Exercise: Give the number of lines in the data that contain "DependencyTemplates", and nothing more.

--- --- ---

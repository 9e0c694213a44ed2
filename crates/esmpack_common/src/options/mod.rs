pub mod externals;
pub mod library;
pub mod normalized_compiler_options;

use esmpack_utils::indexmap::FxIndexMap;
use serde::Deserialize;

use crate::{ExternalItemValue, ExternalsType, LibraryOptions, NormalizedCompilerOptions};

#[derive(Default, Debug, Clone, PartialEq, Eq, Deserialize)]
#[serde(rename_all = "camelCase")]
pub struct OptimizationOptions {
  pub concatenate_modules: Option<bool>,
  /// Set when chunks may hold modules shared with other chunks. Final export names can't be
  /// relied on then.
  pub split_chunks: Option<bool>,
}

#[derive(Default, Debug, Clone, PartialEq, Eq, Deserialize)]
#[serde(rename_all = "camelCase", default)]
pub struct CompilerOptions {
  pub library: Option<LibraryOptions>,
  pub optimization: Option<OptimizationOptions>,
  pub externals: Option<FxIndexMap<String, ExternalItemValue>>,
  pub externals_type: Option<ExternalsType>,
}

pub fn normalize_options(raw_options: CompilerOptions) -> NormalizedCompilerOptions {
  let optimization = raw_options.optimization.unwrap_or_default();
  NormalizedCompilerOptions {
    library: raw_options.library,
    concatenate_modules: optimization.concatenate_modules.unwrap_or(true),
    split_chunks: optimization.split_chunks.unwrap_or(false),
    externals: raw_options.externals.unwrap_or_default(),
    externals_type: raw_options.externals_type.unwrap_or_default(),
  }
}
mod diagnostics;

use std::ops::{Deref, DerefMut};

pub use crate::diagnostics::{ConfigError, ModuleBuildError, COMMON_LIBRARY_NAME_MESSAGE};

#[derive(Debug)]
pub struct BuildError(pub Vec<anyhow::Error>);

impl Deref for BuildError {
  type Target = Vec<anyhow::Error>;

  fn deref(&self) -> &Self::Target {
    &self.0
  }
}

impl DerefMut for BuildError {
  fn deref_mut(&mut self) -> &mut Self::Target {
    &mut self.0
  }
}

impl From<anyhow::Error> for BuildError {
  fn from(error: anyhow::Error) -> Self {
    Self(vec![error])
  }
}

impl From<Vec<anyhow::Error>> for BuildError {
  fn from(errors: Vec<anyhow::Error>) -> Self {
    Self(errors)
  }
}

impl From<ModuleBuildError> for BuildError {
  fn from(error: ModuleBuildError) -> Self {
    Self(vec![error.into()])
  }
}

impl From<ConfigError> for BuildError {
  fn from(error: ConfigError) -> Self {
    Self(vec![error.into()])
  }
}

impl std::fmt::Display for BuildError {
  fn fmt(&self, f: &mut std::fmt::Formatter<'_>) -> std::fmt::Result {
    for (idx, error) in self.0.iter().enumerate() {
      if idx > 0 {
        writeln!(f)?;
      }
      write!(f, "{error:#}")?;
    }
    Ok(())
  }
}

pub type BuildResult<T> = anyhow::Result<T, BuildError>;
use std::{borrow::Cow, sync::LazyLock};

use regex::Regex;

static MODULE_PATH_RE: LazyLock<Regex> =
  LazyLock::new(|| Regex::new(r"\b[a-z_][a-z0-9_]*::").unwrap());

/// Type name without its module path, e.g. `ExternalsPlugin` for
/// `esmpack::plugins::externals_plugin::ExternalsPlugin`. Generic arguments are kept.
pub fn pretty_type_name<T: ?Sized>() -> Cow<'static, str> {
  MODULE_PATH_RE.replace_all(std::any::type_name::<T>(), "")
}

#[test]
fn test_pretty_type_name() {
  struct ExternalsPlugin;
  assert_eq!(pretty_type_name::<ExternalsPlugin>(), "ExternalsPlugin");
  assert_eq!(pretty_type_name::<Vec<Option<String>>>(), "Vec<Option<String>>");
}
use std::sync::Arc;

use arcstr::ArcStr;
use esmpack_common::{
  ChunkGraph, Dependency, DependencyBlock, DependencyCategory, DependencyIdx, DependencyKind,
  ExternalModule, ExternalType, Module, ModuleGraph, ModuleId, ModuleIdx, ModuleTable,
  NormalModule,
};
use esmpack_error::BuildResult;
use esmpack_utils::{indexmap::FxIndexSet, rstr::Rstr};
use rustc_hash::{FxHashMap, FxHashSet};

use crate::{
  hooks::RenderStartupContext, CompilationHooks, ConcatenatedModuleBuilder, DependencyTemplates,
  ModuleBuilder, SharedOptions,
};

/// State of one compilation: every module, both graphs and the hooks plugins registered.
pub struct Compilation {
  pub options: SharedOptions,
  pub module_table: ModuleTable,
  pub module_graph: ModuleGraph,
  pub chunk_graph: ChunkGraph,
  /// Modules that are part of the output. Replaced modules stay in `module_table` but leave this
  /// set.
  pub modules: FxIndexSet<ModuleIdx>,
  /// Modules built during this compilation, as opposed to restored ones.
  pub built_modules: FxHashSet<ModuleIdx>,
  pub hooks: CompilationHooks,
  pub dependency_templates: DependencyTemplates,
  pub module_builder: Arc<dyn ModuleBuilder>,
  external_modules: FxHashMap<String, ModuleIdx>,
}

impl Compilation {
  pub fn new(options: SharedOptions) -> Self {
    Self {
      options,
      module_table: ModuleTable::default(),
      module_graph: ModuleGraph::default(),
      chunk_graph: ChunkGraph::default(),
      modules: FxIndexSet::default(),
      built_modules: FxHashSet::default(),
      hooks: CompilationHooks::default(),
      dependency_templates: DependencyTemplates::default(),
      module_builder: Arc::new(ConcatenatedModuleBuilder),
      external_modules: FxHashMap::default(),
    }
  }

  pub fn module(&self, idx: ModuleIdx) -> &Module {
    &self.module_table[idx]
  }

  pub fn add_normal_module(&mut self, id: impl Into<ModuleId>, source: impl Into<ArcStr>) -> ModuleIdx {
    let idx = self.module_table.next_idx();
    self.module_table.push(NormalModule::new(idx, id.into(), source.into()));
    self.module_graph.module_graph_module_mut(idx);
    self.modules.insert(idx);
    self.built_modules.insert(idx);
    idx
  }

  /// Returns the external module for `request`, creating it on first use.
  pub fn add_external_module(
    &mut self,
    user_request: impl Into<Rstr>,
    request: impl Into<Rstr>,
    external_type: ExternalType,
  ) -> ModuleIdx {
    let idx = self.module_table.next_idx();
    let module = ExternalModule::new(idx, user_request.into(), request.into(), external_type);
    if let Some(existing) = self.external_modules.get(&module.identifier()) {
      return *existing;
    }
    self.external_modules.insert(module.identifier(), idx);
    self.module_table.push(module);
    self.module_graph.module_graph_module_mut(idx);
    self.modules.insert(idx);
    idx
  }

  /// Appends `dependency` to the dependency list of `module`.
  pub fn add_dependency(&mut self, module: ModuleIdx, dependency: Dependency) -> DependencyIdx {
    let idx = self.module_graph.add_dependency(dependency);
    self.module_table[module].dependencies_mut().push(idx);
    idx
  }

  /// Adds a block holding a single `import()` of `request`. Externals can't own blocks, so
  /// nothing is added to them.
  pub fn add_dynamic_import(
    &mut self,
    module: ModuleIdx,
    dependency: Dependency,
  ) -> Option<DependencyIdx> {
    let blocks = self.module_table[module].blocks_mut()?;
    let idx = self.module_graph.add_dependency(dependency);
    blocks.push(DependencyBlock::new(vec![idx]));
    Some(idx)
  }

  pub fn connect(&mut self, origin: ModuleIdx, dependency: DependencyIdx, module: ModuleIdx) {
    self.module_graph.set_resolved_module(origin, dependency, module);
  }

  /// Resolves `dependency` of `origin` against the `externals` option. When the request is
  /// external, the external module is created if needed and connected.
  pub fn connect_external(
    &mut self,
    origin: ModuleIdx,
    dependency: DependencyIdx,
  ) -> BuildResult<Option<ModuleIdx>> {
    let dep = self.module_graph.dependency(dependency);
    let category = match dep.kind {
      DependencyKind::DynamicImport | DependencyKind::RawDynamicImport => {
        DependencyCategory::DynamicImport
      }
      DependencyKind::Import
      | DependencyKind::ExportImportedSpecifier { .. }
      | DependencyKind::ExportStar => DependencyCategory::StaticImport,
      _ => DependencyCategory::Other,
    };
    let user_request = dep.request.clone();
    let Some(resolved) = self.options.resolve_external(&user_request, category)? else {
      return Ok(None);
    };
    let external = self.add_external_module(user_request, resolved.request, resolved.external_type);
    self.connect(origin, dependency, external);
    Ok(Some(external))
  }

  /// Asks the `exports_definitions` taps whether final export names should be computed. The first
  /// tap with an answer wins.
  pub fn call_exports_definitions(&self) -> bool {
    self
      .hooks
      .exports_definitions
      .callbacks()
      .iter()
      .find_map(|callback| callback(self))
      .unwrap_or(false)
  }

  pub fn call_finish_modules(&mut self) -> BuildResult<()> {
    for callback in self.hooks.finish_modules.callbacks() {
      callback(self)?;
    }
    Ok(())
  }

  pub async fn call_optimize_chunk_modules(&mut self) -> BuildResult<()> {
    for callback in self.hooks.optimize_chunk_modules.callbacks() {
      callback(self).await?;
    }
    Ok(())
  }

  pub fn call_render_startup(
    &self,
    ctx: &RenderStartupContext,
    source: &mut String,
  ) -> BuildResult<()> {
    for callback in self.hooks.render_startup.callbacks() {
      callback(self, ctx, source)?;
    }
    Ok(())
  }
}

--- --- ---

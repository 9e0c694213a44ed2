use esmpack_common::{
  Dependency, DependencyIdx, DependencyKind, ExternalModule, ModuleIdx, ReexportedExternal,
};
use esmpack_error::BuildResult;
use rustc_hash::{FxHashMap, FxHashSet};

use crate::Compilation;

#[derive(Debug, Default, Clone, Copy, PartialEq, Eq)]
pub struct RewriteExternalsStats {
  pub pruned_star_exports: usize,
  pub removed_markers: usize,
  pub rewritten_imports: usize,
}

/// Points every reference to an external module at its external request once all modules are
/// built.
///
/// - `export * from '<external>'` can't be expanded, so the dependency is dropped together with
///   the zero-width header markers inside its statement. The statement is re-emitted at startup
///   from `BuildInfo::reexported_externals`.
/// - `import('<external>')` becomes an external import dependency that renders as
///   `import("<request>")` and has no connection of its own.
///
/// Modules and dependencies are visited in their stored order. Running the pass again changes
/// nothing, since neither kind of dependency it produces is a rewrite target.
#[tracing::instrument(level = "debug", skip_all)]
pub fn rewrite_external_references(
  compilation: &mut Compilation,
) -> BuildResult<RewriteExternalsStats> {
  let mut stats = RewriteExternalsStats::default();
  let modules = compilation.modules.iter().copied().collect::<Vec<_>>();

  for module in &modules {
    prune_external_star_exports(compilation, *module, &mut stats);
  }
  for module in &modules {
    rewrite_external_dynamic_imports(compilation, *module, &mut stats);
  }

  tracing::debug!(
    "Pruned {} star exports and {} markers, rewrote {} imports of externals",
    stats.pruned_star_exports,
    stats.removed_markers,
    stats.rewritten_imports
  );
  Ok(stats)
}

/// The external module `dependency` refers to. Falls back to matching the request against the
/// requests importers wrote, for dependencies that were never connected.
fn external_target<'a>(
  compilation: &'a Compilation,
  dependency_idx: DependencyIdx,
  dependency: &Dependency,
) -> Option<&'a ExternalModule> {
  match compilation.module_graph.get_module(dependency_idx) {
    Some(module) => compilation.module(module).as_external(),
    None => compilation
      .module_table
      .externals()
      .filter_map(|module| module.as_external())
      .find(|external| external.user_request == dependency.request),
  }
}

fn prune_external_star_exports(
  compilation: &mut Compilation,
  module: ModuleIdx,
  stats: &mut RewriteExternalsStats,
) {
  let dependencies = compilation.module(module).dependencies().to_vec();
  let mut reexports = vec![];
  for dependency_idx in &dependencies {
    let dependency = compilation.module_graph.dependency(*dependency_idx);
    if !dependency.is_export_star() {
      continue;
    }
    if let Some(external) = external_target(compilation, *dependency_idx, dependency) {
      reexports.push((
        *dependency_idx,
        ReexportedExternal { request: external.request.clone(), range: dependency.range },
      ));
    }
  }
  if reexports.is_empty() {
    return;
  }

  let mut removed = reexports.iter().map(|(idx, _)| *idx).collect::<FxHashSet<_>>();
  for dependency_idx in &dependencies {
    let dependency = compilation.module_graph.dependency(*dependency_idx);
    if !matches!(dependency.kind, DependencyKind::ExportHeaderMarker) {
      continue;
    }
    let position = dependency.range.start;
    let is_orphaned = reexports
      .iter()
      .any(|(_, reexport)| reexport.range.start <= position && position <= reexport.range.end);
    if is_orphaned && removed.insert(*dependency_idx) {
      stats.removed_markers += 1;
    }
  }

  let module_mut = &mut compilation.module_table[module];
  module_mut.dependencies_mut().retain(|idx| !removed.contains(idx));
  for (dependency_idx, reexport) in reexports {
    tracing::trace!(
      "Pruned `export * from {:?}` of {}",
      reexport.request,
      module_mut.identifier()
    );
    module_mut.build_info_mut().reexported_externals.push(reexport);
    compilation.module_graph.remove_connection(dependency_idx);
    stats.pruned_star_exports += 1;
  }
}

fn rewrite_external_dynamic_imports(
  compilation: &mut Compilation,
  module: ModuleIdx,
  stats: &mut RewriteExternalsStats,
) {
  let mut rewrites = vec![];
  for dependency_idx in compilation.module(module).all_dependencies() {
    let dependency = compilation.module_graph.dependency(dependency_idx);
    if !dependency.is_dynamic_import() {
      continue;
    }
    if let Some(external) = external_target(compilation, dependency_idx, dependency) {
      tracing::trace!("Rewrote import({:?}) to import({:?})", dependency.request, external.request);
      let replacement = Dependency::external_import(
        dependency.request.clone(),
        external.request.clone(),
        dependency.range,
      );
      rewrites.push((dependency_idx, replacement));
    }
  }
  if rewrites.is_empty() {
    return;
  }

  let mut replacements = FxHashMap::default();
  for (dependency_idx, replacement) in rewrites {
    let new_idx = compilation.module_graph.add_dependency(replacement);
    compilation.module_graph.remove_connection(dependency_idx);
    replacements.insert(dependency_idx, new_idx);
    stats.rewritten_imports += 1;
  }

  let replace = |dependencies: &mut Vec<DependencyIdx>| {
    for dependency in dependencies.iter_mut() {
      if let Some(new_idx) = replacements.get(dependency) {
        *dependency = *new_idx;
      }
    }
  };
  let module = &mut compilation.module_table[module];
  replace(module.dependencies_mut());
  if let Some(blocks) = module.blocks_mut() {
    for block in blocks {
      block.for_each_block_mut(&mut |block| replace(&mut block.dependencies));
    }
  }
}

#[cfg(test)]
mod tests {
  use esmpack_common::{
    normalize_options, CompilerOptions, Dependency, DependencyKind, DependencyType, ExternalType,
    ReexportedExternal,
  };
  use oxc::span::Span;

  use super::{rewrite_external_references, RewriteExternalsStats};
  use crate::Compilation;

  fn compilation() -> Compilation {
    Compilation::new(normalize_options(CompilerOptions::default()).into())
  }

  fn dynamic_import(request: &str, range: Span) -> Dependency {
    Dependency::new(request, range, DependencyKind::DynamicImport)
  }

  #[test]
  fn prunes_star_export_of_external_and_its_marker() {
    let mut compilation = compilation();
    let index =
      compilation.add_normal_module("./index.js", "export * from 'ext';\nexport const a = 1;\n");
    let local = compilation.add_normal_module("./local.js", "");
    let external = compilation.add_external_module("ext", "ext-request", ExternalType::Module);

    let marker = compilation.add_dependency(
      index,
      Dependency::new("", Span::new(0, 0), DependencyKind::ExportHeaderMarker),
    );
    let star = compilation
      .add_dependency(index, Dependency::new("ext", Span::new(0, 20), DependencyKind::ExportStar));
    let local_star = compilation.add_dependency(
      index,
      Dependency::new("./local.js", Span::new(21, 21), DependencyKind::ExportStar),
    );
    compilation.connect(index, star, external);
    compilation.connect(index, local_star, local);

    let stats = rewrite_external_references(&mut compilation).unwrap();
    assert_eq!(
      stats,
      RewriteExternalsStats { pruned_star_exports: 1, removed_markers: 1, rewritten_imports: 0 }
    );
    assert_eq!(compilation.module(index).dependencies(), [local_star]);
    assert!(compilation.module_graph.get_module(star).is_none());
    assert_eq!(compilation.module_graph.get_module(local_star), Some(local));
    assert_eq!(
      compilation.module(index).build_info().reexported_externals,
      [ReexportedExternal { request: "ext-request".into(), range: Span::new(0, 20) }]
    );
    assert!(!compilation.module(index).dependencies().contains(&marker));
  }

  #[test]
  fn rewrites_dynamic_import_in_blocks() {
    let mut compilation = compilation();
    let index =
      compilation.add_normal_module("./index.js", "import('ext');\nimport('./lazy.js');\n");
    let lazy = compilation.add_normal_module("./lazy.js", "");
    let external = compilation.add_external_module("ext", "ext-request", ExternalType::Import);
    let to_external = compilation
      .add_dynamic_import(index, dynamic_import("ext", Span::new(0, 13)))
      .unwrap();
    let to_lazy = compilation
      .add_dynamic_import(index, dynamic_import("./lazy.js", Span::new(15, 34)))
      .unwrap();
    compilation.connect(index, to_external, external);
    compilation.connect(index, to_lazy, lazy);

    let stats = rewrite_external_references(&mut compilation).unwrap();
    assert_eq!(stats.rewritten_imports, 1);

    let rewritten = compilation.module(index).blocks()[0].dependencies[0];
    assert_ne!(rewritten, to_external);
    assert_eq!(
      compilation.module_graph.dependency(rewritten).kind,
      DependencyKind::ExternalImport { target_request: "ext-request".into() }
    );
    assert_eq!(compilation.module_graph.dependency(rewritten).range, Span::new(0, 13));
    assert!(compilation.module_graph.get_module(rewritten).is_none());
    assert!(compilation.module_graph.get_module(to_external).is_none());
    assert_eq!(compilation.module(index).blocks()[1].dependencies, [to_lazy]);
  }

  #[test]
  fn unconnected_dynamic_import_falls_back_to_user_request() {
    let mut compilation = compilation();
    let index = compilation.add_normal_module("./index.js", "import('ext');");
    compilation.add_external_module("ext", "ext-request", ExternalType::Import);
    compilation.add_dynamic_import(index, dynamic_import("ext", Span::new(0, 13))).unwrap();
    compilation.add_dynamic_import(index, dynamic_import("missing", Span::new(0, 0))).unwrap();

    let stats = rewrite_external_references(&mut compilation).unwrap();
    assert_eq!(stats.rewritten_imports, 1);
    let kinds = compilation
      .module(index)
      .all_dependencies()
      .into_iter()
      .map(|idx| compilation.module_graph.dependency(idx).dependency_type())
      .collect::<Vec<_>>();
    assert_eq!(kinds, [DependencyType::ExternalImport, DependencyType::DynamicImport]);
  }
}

--- --- ---

Answer to this problem: 3